Concerned for future generations, they are working to stop climate change

By Beth Baker

In a conference room in the American University Washington College of Law in Washington, D.C., 100 older adults listened intently as Ellen Stofan, former chief scientist at NASA, summarized the latest research on global warming. Using vivid maps, she showed that if current trends continue, the average surface temperature on Earth would be 113 degrees Fahrenheit by 2099.

“We can’t grow crops at those temperatures,” she said. “The Earth will recover. It’s not clear the human species will. We’re at a crossroads.”

Her audience, members of Elders Climate Action, needed no convincing. The national grassroots group of 3,300 came to deepen their scientific understanding and to strategize how best to communicate the climate change message to their legislators and to the people back home. Speakers included Ralph Nader and Frank Sesno, former CNN White House correspondent, who advised attendees on how to effectively influence the political system.

Participants at the Elders Climate Action event at the American University law school in Washington
Participants at the Elders Climate Action event at the American University law school  |  Credit: M. Jennifer Chandler

“When I quit working for a paycheck, I didn’t want to be in playland,” said John Sorenson, 77, of Truckee, Calif., “I wanted to do something. As elders, we have life experience, wisdom, resources and passion for life. We can change America if we work from a common vision.” Sorenson founded the nonprofit Conscious Elders Network, which initiated Elders Climate Action in 2015. (“We’re not claiming we’re conscious — we want to be conscious,” he said with a smile.)

He and others attending the event and the April 29 People's Climate March say they are motivated to leave a world that is safe and healthy for their grandchildren, without the threat of rising sea levels and extreme weather events. Elders, they believe, have a special role to play.

“We can speak to other elders on the basis of shared concern and conviction. We can talk in a way that younger people can’t,” said Paul Severance of Indianapolis, co-chair of Elders Climate Action, in his address to the gathering. “As we get close to 80, as I am, we’re concerned about our legacy. Will we be the generation that clearly knew what was coming and didn’t do anything about it? Or will we be truly the greatest generation?”

Ruth Story, from Gulfport, Miss., said emissions from a coal-fired power plant brought on high levels of childhood asthma in her community and prompted her environmental activism.

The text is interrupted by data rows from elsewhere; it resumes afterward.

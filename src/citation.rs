//! Citation strings for ECitMatch
//!
//! NCBI expects each citation as
//! `journal_title|year|volume|first_page|author_name|your_key|` with spaces
//! written as `+`. Several citations are sent together separated by `%0D`.
//! `Display` gives the readable form; [`Citation::to_bdata`] also
//! percent-encodes reserved characters inside each field.

use std::fmt;
use std::ops::Add;

use serde::{Deserialize, Serialize};

/// Separator between citations in a `bdata` payload (an encoded carriage return)
pub const BDATA_SEPARATOR: &str = "%0D";

/// One citation to be matched against PubMed
#[derive(Debug, Clone, PartialEq, Eq, Hash, Serialize, Deserialize)]
pub struct Citation {
    pub journal: String,
    pub year: String,
    pub volume: String,
    pub first_page: String,
    pub author: String,
    /// Caller-chosen label echoed back by NCBI
    pub key: String,
}

impl Citation {
    /// # Example
    ///
    /// ```
    /// use entrez_client_rs::Citation;
    ///
    /// let citation = Citation::new("Cancer Biology", 2009, 12, 100, "Smith J", "k1");
    /// assert_eq!(citation.to_string(), "Cancer+Biology|2009|12|100|Smith+J|k1");
    /// ```
    pub fn new(
        journal: impl Into<String>,
        year: impl ToString,
        volume: impl ToString,
        first_page: impl ToString,
        author: impl Into<String>,
        key: impl Into<String>,
    ) -> Self {
        Self {
            journal: journal.into(),
            year: year.to_string(),
            volume: volume.to_string(),
            first_page: first_page.to_string(),
            author: author.into(),
            key: key.into(),
        }
    }

    /// Wire form with the trailing `|` NCBI expects
    ///
    /// Each field is percent-encoded with spaces written as `+`, so only the
    /// `|` separators stay literal.
    pub fn to_bdata(&self) -> String {
        let mut bdata = [
            self.journal.as_str(),
            self.year.as_str(),
            self.volume.as_str(),
            self.first_page.as_str(),
            self.author.as_str(),
            self.key.as_str(),
        ]
        .into_iter()
        .map(bdata_field)
        .collect::<Vec<_>>()
        .join("|");
        bdata.push('|');
        bdata
    }
}

impl fmt::Display for Citation {
    fn fmt(&self, f: &mut fmt::Formatter<'_>) -> fmt::Result {
        write!(
            f,
            "{}|{}|{}|{}|{}|{}",
            plus_quote(&self.journal),
            self.year,
            self.volume,
            self.first_page,
            plus_quote(&self.author),
            self.key
        )
    }
}

fn plus_quote(value: &str) -> String {
    value.trim().replace(' ', "+")
}

fn bdata_field(value: &str) -> String {
    urlencoding::encode(value.trim()).replace("%20", "+")
}

/// Ordered set of citations, duplicates dropped on insertion
#[derive(Debug, Clone, Default, PartialEq, Eq, Serialize, Deserialize)]
pub struct CitationSet {
    citations: Vec<Citation>,
}

impl CitationSet {
    pub fn new() -> Self {
        Self::default()
    }

    /// Append a citation unless an identical one is already present
    ///
    /// Returns whether the citation was added.
    pub fn insert(&mut self, citation: Citation) -> bool {
        if self.citations.contains(&citation) {
            return false;
        }
        self.citations.push(citation);
        true
    }

    pub fn len(&self) -> usize {
        self.citations.len()
    }

    pub fn is_empty(&self) -> bool {
        self.citations.is_empty()
    }

    pub fn iter(&self) -> impl Iterator<Item = &Citation> {
        self.citations.iter()
    }

    /// `bdata` value for ECitMatch: citation strings joined by `%0D`
    pub fn to_bdata(&self) -> String {
        self.citations
            .iter()
            .map(Citation::to_bdata)
            .collect::<Vec<_>>()
            .join(BDATA_SEPARATOR)
    }
}

impl fmt::Display for CitationSet {
    fn fmt(&self, f: &mut fmt::Formatter<'_>) -> fmt::Result {
        for (i, citation) in self.citations.iter().enumerate() {
            if i > 0 {
                writeln!(f)?;
            }
            write!(f, "{citation}")?;
        }
        Ok(())
    }
}

impl From<Citation> for CitationSet {
    fn from(citation: Citation) -> Self {
        let mut set = Self::new();
        set.insert(citation);
        set
    }
}

impl FromIterator<Citation> for CitationSet {
    fn from_iter<I: IntoIterator<Item = Citation>>(iter: I) -> Self {
        let mut set = Self::new();
        for citation in iter {
            set.insert(citation);
        }
        set
    }
}

impl Extend<Citation> for CitationSet {
    fn extend<I: IntoIterator<Item = Citation>>(&mut self, iter: I) {
        for citation in iter {
            self.insert(citation);
        }
    }
}

impl<'a> IntoIterator for &'a CitationSet {
    type Item = &'a Citation;
    type IntoIter = std::slice::Iter<'a, Citation>;

    fn into_iter(self) -> Self::IntoIter {
        self.citations.iter()
    }
}

impl Add for Citation {
    type Output = CitationSet;

    fn add(self, other: Citation) -> CitationSet {
        let mut set = CitationSet::from(self);
        set.insert(other);
        set
    }
}

impl Add<Citation> for CitationSet {
    type Output = CitationSet;

    fn add(mut self, other: Citation) -> CitationSet {
        self.insert(other);
        self
    }
}

impl Add for CitationSet {
    type Output = CitationSet;

    fn add(mut self, other: CitationSet) -> CitationSet {
        self.extend(other.citations);
        self
    }
}

/// Outcome of matching one citation
#[derive(Debug, Clone, Copy, PartialEq, Eq, Serialize, Deserialize)]
pub enum CitationMatchStatus {
    Found,
    NotFound,
    Ambiguous,
}

/// One line of an ECitMatch reply
#[derive(Debug, Clone, PartialEq, Eq, Serialize, Deserialize)]
pub struct CitationMatch {
    pub journal: String,
    pub year: String,
    pub volume: String,
    pub first_page: String,
    pub author_name: String,
    pub key: String,
    pub pmid: Option<String>,
    pub status: CitationMatchStatus,
}

impl CitationMatch {
    /// Parse one pipe-delimited reply line; `None` for blank or short lines
    pub fn from_line(line: &str) -> Option<Self> {
        let line = line.trim();
        if line.is_empty() {
            return None;
        }

        let fields: Vec<&str> = line.split('|').map(str::trim).collect();
        let [journal, year, volume, first_page, author, key, pmid, ..] = fields.as_slice() else {
            return None;
        };

        let (pmid, status) = match *pmid {
            "" => (None, CitationMatchStatus::NotFound),
            p if p.to_ascii_uppercase().starts_with("AMBIGUOUS") => {
                (None, CitationMatchStatus::Ambiguous)
            }
            p if p.to_ascii_uppercase().starts_with("NOT_FOUND") => {
                (None, CitationMatchStatus::NotFound)
            }
            p => (Some(p.to_string()), CitationMatchStatus::Found),
        };

        Some(Self {
            journal: journal.replace('+', " "),
            year: year.to_string(),
            volume: volume.to_string(),
            first_page: first_page.to_string(),
            author_name: author.replace('+', " "),
            key: key.to_string(),
            pmid,
            status,
        })
    }
}

/// Parse a whole ECitMatch reply, skipping lines that do not have all fields
pub fn parse_citation_matches(text: &str) -> Vec<CitationMatch> {
    text.lines().filter_map(CitationMatch::from_line).collect()
}
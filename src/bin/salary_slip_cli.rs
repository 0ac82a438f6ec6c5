use std::error::Error;
use std::fs;
use std::path::PathBuf;

use clap::Parser;

use salary_slip::layout;
use salary_slip::record::Record;
use salary_slip::{download_filename, render};

/// Renders a salary statement PDF from `NAME=VALUE` field assignments.
///
/// Field names must match the upstream spreadsheet headers exactly, e.g.
/// `"Rider ID=1001"` or `"Gross salary=500"`.  Amounts are parsed lazily by
/// the renderer, so every value is passed as text.
#[derive(Parser)]
#[command(author, version, about = "Render a rider salary statement to a PDF file")]
struct Cli {
    /// Field assignments in `NAME=VALUE` form.
    #[arg(value_name = "NAME=VALUE")]
    fields: Vec<String>,

    /// Output path; defaults to `Salary_<Rider ID>.pdf` in the current directory.
    #[arg(short, long)]
    out: Option<PathBuf>,
}

fn main() {
    let cli = Cli::parse();

    if let Err(err) = run(cli) {
        eprintln!("Error: {}", err);
        print_error_sources(err.as_ref());
        std::process::exit(1);
    }
}

fn run(cli: Cli) -> Result<(), Box<dyn Error>> {
    let mut record = Record::new();
    for pair in &cli.fields {
        let (name, value) = pair
            .split_once('=')
            .ok_or_else(|| format!("invalid field assignment '{pair}', expected NAME=VALUE"))?;
        record.insert(name.trim(), value.trim());
    }

    let bytes = render(&record)?;
    let out = cli.out.unwrap_or_else(|| {
        PathBuf::from(download_filename(&record.text(layout::RIDER_ID_FIELD)))
    });
    fs::write(&out, &bytes)?;
    println!("Wrote {} ({} bytes)", out.display(), bytes.len());
    Ok(())
}

fn print_error_sources(mut error: &(dyn Error + 'static)) {
    while let Some(source) = error.source() {
        eprintln!("  caused by: {}", source);
        error = source;
    }
}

“Our children are sick, so it’s imperative we do something,” she said. Between that and the BP oil spill in the Gulf of Mexico in 2010, Story was motivated to start a grassroots group called Economic, Environment, Education, Climate Health Organization (EEECHO). Story said she’d like to see “the whole White House surrounded by older people getting arrested.”

“Older people who know how to tweet,” her friend, Mattie Jordan, also of Gulfport, chimed in.

Connecting with Other Generations

Despite harsh stereotypes of boomers, sometimes perpetuated by the mass media, recent research shows the majority of older adults are worried about climate change and the future of the planet, and many are trying to do something about it.

“Over the last three years, there’s been increased interest at the intersection of aging and climate change,” said Michael Smyer, professor of psychology at Bucknell University and founder of Graying Green, a project aimed at engaging older people in climate change.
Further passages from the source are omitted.